Dataset records:
****
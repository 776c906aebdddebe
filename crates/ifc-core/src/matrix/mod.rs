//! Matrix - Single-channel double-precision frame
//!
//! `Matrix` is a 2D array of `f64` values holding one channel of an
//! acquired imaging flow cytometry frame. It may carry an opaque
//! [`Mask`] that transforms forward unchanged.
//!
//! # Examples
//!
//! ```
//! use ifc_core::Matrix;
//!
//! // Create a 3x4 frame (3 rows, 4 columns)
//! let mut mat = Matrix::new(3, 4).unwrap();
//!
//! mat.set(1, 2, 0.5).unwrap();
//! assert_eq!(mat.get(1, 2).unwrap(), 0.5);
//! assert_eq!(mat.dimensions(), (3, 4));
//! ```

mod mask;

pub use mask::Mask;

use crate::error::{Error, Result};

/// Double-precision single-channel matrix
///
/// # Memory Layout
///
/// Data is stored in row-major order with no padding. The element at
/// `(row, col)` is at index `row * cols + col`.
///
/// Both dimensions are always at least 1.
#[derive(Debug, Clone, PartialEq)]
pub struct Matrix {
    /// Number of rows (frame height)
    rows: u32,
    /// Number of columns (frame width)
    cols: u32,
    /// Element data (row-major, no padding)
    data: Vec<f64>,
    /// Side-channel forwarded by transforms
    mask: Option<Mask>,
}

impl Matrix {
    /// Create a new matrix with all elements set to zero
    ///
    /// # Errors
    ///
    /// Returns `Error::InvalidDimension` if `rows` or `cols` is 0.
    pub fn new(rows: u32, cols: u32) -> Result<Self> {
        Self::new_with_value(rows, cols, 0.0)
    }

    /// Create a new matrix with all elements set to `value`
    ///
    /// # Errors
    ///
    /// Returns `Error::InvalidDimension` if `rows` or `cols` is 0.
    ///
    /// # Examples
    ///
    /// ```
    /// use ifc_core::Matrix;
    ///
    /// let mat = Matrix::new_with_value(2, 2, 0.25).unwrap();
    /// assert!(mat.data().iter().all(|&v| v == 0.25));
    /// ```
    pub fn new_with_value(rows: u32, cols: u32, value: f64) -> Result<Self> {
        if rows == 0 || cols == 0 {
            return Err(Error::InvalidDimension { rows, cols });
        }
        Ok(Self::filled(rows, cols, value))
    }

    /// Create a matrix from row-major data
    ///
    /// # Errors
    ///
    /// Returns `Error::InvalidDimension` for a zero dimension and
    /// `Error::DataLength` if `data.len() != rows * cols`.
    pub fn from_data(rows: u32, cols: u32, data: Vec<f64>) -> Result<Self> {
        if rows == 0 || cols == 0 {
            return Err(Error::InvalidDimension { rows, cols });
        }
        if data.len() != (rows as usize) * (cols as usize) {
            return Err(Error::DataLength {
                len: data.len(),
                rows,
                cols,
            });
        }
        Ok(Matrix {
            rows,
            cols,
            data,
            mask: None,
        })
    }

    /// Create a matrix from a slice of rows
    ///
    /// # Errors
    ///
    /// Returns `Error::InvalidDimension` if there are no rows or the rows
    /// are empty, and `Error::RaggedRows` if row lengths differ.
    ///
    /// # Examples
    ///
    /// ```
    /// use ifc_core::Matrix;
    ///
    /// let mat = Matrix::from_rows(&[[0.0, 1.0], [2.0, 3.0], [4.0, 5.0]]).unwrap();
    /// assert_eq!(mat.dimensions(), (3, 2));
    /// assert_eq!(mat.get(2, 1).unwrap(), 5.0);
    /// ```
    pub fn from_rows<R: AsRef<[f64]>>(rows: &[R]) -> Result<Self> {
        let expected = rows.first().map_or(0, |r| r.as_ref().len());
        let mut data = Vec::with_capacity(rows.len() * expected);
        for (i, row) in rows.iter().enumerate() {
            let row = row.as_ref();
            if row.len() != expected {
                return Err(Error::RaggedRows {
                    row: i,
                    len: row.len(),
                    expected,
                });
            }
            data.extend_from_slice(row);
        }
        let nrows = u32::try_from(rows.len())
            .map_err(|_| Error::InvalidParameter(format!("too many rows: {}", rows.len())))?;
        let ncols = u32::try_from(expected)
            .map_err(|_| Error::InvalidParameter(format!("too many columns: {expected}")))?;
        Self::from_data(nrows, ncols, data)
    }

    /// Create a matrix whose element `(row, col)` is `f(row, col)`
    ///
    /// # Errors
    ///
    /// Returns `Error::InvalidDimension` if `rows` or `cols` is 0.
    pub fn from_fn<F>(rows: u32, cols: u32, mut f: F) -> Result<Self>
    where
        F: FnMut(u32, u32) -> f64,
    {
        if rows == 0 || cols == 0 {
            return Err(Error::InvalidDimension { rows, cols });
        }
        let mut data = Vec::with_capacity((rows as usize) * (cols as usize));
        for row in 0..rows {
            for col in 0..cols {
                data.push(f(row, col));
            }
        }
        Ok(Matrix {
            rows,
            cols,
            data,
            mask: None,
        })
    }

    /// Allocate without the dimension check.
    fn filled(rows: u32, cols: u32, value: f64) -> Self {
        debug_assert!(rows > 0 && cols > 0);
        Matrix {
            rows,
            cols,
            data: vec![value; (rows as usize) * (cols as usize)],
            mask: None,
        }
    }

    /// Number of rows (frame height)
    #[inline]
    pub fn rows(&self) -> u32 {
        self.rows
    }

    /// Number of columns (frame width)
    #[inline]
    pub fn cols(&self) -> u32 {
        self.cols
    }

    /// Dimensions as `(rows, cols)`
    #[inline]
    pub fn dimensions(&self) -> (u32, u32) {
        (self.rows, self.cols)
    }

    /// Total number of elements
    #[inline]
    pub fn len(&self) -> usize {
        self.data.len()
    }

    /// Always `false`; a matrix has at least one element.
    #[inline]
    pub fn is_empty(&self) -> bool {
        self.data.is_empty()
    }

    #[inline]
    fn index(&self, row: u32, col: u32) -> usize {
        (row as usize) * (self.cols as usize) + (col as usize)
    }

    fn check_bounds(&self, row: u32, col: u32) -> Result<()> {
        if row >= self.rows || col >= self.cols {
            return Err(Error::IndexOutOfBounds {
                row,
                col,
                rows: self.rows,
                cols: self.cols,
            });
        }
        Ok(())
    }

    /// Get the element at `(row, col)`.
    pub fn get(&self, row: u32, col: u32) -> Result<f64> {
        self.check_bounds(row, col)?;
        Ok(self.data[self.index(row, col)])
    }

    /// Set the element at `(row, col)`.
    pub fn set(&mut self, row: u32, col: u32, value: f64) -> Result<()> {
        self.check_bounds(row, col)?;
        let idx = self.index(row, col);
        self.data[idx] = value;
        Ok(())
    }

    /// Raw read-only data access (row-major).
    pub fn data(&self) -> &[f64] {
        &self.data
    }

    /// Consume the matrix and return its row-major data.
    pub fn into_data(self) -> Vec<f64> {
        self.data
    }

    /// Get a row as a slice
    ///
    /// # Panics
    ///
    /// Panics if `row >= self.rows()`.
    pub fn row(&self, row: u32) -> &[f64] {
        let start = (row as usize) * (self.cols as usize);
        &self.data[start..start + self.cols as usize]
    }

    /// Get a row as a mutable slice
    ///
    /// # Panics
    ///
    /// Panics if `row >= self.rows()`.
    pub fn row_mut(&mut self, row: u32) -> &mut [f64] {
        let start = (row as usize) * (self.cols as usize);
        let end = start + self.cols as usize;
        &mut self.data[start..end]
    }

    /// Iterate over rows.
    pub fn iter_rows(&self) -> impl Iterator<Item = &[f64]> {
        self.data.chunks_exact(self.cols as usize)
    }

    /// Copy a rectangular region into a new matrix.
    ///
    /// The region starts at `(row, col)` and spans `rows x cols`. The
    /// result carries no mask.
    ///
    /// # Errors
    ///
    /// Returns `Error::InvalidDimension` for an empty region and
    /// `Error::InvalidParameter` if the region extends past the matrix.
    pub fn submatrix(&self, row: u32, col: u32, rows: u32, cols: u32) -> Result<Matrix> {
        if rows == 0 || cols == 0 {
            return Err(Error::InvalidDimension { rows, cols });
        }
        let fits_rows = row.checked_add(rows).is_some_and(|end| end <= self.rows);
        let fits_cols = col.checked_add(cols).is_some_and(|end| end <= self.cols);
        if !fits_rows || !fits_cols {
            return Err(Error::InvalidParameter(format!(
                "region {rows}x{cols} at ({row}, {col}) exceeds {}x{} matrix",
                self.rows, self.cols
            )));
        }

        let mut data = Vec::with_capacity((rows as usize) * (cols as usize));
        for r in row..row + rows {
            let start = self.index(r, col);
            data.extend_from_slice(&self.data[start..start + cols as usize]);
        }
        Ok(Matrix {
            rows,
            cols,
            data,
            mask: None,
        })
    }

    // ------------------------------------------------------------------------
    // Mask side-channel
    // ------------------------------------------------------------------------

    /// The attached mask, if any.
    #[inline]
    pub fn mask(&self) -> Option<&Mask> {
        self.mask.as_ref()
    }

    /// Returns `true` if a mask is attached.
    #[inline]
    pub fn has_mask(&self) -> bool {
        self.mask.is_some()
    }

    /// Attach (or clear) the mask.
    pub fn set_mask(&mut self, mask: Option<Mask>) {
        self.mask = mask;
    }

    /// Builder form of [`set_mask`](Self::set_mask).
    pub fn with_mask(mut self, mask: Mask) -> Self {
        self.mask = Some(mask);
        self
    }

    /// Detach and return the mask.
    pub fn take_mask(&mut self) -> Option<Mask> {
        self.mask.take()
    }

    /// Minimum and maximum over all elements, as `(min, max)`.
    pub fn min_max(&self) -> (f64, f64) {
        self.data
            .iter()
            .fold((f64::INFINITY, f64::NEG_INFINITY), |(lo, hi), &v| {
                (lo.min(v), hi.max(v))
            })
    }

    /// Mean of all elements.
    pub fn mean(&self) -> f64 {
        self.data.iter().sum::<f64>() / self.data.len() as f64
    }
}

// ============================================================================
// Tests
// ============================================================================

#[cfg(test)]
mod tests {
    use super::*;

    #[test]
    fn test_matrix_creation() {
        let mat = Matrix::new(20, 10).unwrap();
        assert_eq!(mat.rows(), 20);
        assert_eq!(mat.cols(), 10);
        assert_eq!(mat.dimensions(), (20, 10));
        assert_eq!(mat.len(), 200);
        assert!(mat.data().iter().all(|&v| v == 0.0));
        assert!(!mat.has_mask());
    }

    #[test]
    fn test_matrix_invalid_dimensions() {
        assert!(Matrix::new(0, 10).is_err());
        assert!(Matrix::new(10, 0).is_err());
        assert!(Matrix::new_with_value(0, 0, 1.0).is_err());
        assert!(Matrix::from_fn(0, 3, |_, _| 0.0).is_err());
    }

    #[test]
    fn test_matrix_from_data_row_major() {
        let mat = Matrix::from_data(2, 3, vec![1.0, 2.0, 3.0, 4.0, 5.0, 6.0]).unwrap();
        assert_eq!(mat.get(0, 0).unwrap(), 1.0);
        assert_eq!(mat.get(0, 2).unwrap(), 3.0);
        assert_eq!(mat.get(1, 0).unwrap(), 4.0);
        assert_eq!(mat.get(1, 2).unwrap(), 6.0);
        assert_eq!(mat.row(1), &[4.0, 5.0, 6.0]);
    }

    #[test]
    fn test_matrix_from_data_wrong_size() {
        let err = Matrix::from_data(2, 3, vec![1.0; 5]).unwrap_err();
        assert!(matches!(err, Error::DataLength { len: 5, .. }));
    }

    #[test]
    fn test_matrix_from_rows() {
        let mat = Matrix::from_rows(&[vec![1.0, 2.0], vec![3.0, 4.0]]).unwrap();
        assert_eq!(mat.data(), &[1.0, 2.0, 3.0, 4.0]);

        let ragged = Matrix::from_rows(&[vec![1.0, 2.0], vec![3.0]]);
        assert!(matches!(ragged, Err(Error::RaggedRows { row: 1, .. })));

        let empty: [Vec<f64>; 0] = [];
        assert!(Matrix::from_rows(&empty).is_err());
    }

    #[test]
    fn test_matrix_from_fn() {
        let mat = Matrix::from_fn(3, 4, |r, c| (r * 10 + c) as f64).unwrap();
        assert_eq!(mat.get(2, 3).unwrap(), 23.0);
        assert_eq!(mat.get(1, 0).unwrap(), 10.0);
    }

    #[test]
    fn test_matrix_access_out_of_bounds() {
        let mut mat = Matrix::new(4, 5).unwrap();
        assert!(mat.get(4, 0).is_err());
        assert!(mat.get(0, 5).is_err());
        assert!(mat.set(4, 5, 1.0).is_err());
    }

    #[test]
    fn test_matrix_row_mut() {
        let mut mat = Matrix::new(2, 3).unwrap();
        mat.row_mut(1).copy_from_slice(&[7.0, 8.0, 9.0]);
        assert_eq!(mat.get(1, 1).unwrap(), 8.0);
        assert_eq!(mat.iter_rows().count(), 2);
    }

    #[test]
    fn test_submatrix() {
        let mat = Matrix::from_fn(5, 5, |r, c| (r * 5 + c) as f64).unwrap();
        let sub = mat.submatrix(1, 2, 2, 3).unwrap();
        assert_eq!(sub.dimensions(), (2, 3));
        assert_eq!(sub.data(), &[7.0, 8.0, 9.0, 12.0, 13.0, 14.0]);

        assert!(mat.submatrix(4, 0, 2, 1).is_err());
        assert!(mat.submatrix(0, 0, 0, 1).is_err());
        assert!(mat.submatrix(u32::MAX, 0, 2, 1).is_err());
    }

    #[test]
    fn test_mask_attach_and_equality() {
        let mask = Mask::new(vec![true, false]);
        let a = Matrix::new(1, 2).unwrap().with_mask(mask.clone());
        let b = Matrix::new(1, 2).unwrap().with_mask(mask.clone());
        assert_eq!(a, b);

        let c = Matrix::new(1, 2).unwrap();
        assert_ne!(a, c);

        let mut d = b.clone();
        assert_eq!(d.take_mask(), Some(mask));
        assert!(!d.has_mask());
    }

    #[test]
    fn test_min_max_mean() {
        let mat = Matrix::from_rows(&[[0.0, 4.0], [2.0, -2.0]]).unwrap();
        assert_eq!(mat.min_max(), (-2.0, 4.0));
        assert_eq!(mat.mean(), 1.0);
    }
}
****
Begin with the line containing "let b = Matrix::new(1, 2).unwrap().with_mask(mask.clone());" and repeat each line exactly until the records above end.

        let b = Matrix::new(1, 2).unwrap().with_mask(mask.clone());
        assert_eq!(a, b);

        let c = Matrix::new(1, 2).unwrap();
        assert_ne!(a, c);

        let mut d = b.clone();
        assert_eq!(d.take_mask(), Some(mask));
        assert!(!d.has_mask());
    }

    #[test]
    fn test_min_max_mean() {
        let mat = Matrix::from_rows(&[[0.0, 4.0], [2.0, -2.0]]).unwrap();
        assert_eq!(mat.min_max(), (-2.0, 4.0));
        assert_eq!(mat.mean(), 1.0);
    }
}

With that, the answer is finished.